(EXERCISE INSTRUCTIONS) Nothing but the lines from the one containing "encoder.write_all(plain)?;" through the one containing "Some(major) if major", both included, should be given again, each exactly as written below.

(SUPPLIED MATERIAL)
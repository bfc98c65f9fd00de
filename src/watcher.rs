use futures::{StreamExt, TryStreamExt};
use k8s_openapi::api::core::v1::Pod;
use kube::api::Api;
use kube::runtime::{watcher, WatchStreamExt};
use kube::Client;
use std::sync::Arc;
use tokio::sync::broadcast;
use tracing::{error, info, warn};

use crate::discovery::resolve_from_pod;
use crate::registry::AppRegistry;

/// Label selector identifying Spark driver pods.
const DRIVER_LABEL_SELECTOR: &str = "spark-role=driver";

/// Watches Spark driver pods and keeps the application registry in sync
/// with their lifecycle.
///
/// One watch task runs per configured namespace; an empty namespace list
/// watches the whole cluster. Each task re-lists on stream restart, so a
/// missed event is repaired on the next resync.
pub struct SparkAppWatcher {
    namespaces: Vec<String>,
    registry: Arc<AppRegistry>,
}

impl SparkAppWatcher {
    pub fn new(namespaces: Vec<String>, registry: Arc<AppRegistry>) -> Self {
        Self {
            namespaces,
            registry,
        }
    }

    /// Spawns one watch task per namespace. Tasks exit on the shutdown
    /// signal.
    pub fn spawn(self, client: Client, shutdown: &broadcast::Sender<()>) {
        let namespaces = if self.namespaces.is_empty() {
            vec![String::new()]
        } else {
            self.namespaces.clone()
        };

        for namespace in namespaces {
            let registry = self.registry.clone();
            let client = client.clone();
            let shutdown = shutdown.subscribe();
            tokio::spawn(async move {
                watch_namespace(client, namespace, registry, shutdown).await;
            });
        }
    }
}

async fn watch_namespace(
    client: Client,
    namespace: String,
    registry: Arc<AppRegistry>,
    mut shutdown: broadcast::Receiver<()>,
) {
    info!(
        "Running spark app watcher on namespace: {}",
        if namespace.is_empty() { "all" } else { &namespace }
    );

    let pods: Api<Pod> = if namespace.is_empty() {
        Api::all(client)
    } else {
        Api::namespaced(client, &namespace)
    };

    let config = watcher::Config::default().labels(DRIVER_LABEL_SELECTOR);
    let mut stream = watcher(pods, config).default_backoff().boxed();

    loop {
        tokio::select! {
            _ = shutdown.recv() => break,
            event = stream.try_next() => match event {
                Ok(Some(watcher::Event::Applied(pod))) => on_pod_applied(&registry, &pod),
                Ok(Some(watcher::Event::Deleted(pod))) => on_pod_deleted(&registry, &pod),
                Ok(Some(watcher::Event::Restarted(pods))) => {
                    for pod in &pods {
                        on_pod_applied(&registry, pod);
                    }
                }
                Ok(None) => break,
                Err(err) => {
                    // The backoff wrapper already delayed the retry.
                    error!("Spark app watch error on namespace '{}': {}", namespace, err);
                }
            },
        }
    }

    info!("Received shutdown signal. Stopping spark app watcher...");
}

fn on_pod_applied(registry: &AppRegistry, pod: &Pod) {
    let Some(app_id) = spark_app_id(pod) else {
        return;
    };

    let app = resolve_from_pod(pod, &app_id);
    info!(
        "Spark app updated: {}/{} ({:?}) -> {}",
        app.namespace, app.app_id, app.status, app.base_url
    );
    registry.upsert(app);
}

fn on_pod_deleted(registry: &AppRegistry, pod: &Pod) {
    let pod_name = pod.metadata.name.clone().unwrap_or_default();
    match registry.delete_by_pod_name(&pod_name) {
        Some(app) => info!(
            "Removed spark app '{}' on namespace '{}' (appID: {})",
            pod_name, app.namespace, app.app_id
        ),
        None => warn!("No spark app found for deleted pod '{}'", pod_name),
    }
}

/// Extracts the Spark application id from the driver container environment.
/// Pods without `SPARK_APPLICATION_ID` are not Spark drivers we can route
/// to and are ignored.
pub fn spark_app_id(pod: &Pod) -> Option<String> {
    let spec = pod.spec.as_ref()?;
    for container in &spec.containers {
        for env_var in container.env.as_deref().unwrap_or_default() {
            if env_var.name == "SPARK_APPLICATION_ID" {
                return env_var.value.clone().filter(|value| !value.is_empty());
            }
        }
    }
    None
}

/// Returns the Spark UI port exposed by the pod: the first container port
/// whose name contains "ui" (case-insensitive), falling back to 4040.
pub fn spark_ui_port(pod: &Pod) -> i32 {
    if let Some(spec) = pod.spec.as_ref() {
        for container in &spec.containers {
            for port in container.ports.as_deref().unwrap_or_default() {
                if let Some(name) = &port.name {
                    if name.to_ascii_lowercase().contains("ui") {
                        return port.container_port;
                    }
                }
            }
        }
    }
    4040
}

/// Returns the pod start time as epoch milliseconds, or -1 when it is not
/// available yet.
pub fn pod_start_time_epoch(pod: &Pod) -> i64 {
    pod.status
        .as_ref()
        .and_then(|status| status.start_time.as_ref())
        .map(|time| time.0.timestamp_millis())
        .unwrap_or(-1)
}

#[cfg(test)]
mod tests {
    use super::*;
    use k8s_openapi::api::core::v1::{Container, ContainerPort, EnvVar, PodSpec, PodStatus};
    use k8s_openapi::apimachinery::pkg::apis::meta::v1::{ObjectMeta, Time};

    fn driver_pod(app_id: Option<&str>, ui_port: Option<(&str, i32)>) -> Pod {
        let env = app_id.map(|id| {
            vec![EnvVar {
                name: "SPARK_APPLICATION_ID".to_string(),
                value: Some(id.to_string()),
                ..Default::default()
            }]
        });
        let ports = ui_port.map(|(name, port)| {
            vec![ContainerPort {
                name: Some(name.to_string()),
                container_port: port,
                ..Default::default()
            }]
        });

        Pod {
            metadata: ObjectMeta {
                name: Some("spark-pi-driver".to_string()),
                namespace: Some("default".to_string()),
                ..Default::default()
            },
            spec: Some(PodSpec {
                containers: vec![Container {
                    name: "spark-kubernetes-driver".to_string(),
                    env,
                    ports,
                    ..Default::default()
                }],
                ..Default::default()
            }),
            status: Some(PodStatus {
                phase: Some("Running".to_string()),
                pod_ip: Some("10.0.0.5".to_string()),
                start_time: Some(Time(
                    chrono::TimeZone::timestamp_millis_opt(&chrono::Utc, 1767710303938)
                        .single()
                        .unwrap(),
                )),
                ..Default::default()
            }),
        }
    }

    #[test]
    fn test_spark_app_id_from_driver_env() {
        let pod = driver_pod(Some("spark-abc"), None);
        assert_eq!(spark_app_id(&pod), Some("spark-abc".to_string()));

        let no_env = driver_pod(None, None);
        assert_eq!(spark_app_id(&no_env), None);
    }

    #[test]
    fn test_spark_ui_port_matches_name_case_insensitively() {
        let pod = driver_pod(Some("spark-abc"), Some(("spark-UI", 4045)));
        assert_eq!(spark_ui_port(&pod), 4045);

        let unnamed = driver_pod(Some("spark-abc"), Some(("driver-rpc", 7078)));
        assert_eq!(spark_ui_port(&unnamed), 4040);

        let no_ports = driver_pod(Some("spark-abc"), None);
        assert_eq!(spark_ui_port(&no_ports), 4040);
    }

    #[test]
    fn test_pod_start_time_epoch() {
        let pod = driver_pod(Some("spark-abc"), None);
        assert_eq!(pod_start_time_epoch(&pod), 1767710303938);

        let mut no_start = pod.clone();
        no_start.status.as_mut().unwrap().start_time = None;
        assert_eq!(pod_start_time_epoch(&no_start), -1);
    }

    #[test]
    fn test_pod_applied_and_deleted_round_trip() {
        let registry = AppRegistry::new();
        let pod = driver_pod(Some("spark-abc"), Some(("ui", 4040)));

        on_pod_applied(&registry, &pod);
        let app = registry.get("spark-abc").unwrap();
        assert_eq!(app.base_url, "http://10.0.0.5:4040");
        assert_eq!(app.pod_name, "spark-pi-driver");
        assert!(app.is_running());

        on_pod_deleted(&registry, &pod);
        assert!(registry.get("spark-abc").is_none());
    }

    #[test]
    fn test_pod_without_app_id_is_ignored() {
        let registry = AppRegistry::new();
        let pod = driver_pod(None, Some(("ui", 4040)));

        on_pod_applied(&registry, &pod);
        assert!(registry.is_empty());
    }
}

==

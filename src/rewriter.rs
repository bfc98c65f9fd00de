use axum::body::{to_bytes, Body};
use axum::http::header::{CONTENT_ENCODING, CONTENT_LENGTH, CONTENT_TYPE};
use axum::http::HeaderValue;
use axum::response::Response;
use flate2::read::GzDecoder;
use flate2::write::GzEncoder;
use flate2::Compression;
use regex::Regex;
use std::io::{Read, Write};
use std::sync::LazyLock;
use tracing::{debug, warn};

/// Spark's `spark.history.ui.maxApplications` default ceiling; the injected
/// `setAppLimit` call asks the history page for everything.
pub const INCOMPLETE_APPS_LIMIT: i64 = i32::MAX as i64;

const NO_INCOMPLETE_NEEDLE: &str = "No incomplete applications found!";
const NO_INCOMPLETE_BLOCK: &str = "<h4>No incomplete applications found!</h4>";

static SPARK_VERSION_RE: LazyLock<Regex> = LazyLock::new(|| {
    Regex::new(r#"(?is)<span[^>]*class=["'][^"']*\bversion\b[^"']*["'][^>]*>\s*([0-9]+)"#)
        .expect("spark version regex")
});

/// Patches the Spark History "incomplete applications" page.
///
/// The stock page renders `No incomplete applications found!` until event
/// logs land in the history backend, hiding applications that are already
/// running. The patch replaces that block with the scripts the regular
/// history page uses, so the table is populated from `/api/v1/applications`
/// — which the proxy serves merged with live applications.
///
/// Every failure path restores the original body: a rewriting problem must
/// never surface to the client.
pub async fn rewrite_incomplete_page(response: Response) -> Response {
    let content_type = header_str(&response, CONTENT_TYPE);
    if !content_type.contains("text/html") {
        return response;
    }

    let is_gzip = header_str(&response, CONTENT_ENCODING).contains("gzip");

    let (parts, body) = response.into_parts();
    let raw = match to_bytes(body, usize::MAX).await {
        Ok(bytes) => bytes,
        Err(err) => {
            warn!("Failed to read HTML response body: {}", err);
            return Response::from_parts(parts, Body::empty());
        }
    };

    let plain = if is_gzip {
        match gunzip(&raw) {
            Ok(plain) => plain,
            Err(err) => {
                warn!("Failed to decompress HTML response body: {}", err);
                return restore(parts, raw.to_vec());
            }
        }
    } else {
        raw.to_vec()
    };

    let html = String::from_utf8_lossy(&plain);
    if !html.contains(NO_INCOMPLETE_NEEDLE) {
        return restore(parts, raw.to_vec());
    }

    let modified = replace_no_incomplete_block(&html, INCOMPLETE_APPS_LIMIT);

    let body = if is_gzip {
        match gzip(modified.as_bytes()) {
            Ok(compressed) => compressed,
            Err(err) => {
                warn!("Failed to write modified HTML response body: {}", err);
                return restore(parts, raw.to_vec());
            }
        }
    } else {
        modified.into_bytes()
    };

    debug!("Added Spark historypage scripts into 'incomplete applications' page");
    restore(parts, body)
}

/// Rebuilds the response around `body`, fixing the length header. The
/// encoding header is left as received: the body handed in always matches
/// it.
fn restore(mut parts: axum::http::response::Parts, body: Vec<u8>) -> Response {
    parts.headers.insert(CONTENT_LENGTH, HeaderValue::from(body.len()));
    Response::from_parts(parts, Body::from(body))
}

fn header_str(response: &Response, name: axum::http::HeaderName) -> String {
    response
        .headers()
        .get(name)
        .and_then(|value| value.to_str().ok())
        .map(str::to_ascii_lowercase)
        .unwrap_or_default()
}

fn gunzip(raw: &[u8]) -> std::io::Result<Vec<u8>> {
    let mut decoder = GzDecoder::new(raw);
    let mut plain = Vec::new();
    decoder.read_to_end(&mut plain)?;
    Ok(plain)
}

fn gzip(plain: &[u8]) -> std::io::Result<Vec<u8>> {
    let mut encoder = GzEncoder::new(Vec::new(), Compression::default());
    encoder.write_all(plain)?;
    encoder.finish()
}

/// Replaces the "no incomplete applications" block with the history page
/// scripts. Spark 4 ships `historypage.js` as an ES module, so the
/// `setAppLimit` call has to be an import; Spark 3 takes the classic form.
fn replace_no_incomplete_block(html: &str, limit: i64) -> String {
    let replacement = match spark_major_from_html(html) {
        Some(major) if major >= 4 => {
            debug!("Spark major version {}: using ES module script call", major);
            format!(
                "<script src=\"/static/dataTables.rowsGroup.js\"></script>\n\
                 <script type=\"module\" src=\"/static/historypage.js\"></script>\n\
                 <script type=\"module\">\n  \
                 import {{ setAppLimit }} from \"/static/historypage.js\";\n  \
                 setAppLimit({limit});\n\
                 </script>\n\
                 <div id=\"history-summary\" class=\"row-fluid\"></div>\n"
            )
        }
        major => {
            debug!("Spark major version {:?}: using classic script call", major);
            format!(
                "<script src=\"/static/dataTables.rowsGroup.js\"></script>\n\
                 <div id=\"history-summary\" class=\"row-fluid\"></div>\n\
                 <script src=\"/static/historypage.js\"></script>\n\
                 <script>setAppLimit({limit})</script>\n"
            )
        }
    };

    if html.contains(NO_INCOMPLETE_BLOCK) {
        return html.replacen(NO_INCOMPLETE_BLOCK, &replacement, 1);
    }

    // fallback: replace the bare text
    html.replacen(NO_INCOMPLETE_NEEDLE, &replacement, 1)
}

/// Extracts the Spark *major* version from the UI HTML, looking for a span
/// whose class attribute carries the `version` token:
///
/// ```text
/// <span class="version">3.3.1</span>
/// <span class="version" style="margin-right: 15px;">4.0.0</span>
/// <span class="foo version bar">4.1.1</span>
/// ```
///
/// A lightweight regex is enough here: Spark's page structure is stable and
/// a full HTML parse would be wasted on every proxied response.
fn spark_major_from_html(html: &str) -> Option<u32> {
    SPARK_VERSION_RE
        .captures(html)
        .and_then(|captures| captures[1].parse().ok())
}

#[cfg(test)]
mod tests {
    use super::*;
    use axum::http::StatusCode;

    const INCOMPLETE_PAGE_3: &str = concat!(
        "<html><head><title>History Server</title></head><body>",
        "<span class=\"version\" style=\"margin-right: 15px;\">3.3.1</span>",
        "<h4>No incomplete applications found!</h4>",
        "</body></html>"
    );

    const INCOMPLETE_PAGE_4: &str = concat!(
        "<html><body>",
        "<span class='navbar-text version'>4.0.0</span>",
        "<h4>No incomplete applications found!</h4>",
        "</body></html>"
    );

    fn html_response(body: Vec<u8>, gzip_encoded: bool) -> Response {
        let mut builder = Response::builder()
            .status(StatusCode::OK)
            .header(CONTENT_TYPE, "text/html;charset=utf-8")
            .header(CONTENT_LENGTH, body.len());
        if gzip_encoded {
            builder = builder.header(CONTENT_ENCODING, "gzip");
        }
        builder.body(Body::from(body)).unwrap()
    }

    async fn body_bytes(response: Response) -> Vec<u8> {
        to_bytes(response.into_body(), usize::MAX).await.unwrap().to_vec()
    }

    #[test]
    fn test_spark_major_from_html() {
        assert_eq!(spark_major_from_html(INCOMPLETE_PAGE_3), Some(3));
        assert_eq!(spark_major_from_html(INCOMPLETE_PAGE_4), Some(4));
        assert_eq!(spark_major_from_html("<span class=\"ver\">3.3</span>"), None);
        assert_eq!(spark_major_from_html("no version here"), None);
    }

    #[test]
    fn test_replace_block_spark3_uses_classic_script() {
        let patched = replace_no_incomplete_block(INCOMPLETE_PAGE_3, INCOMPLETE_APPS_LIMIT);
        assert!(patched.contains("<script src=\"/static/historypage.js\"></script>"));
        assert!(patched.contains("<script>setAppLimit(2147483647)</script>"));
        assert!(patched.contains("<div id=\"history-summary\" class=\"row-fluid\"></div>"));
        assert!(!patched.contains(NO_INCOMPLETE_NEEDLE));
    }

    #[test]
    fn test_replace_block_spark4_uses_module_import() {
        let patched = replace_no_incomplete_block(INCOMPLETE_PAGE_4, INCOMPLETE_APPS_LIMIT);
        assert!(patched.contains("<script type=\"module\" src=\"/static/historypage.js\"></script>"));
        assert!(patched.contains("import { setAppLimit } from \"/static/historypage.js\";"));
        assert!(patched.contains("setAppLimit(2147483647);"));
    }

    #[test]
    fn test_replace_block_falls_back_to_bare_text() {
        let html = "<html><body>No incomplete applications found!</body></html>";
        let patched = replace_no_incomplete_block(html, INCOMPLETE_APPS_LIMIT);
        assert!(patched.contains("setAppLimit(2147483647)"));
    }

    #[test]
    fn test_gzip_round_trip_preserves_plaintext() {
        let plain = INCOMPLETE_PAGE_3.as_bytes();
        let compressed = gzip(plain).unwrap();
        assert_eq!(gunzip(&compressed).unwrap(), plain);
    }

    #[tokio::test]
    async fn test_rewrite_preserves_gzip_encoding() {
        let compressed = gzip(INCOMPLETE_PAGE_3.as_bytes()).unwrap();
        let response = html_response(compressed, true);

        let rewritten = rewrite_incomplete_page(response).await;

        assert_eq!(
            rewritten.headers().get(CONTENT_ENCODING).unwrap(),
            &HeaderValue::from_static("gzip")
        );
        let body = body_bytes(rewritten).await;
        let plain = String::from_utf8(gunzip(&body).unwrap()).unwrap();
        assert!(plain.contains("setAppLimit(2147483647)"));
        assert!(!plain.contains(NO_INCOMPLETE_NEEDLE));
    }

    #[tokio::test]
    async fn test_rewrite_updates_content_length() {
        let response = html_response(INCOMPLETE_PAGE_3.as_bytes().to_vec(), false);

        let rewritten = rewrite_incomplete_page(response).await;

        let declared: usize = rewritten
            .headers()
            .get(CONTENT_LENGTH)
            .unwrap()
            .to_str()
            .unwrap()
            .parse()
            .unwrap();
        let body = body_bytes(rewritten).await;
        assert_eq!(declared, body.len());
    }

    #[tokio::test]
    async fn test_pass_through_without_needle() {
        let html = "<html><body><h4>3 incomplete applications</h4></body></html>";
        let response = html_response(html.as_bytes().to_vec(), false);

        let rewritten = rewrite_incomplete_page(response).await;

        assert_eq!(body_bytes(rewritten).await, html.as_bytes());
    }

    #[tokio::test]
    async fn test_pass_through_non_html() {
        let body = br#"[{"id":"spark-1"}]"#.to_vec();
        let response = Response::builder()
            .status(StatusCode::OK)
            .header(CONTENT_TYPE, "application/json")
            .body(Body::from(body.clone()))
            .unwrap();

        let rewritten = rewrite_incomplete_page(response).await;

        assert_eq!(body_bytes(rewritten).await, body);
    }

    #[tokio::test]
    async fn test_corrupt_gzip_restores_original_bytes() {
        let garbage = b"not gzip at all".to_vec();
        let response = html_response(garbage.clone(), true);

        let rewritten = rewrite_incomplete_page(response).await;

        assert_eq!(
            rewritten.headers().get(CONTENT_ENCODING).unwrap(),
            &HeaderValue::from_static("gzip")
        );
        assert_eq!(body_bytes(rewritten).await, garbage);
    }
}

(OUTPUT BELOW)
    encoder.write_all(plain)?;
    encoder.finish()
}

/// Replaces the "no incomplete applications" block with the history page
/// scripts. Spark 4 ships `historypage.js` as an ES module, so the
/// `setAppLimit` call has to be an import; Spark 3 takes the classic form.
fn replace_no_incomplete_block(html: &str, limit: i64) -> String {
    let replacement = match spark_major_from_html(html) {
        Some(major) if major >= 4 => {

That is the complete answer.